Benefício próprio e alheio

Três assuntos aparentemente desconexos protagonizam esta parashá.
 
O primeiro, é a ida do patriarca Abraham para a terra de Canaã que depois será a terra de Israel. O segundo, é a intervenção de Abraham numa luta alheia para fazer justiça e resgatar seu sobrinho cativo. O terceiro, é o pacto que Abraham faz com Deus marcado pela circuncisão.
 
Acredito que a chave da conexão encontra-se em duas palavras incluídas no famoso “lech lecha” (“vá para ti”) que dá o nome à parashá e nada mais é do que o mandato de ir à terra de Israel. Elas são: “seja bênção”. A primeira aliá da história que poderia se entender como um movimento “particularista”, que busca apenas seu próprio benefício, olhando para si e para os próprios, deixando atrás tudo que o definia antes, aparece com um objetivo bem diferente: “seja bênção e se abençoem em ti todas as famílias da terra”.
 
Criar uma bênção para os outros consiste, em primeiro lugar, em encontrar as chaves da bênção que cada um pode ser.
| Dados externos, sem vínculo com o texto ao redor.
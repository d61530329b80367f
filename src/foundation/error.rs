/// Convenience result type used across framecard.
pub type FramecardResult<T> = Result<T, FramecardError>;

/// Top-level error taxonomy used by engine APIs.
#[derive(thiserror::Error, Debug)]
pub enum FramecardError {
    /// Invalid user-provided or template data.
    #[error("validation error: {0}")]
    Validation(String),

    /// Interpolation contract violations (arity mismatch, non-increasing breakpoints).
    #[error("invalid range: {0}")]
    InvalidRange(String),

    /// Errors while configuring or sampling animation primitives.
    #[error("animation error: {0}")]
    Animation(String),

    /// Errors while evaluating a template for a frame.
    #[error("evaluation error: {0}")]
    Evaluation(String),

    /// Errors when serializing or deserializing data structures.
    #[error("serialization error: {0}")]
    Serde(String),

    /// Wrapped lower-level error from dependencies or IO.
    #[error(transparent)]
    Other(#[from] anyhow::Error),
}

impl FramecardError {
    /// Build a [`FramecardError::Validation`] value.
    pub fn validation(msg: impl Into<String>) -> Self {
        Self::Validation(msg.into())
    }

    /// Build a [`FramecardError::InvalidRange`] value.
    pub fn invalid_range(msg: impl Into<String>) -> Self {
        Self::InvalidRange(msg.into())
    }

    /// Build a [`FramecardError::Animation`] value.
    pub fn animation(msg: impl Into<String>) -> Self {
        Self::Animation(msg.into())
    }

    /// Build a [`FramecardError::Evaluation`] value.
    pub fn evaluation(msg: impl Into<String>) -> Self {
        Self::Evaluation(msg.into())
    }

    /// Build a [`FramecardError::Serde`] value.
    pub fn serde(msg: impl Into<String>) -> Self {
        Self::Serde(msg.into())
    }
}

#[cfg(test)]
#[path = "../../tests/unit/foundation/error.rs"]
mod tests;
Às vezes essa é uma longa viagem em direção a nós mesmos, para descobrir forças, fraquezas e para administrar virtudes e defeitos. Por meio dela começamos a perceber a realidade de um modo diferente e vislumbramos nossas possibilidades de fazer diferenças – nela e em nós mesmos. O alheio e o próprio se fundem muitas vezes. Beneficiamos ou prejudicamos um por meio do outro, geralmente.
 
Abraham saiu do conforto conhecido da casa de seu pai em direção a regiões inusitadas de si que encontraria numa terra indefinida. Sem nome e sem coordenadas geográficas, o novo local providenciou a Abraham a oportunidade de descobrir sua capacidade para reconhecer injustiças e assumir a responsabilidade por sará-las. Essa experiência se tornaria um modelo de atuação para sempre, não somente para si como para toda sua descendência. Por esse motivo, ficaria caracterizada como um pacto perene marcado pela circuncisão.
 
Em outras palavras: segundo a parashá, a relação com a terra de Israel é acima de tudo o compromisso eterno de buscar constantemente as fontes de nossas bênçãos, desenvolvê-las e permitir que outros se abençoem com elas. Esse processo requerirá transformações íntimas, das próprias naturezas que se representam na circuncisão. A Torá e os profetas mais tarde, usarão o termo como metáfora, falando de “circuncidar o coração”.
 
Que reconheçamos com coragem e sabedoria os caminhos que nos conduzem a nossas melhores transformações para viver, trilhando-os na esperança de que sejamos bênção.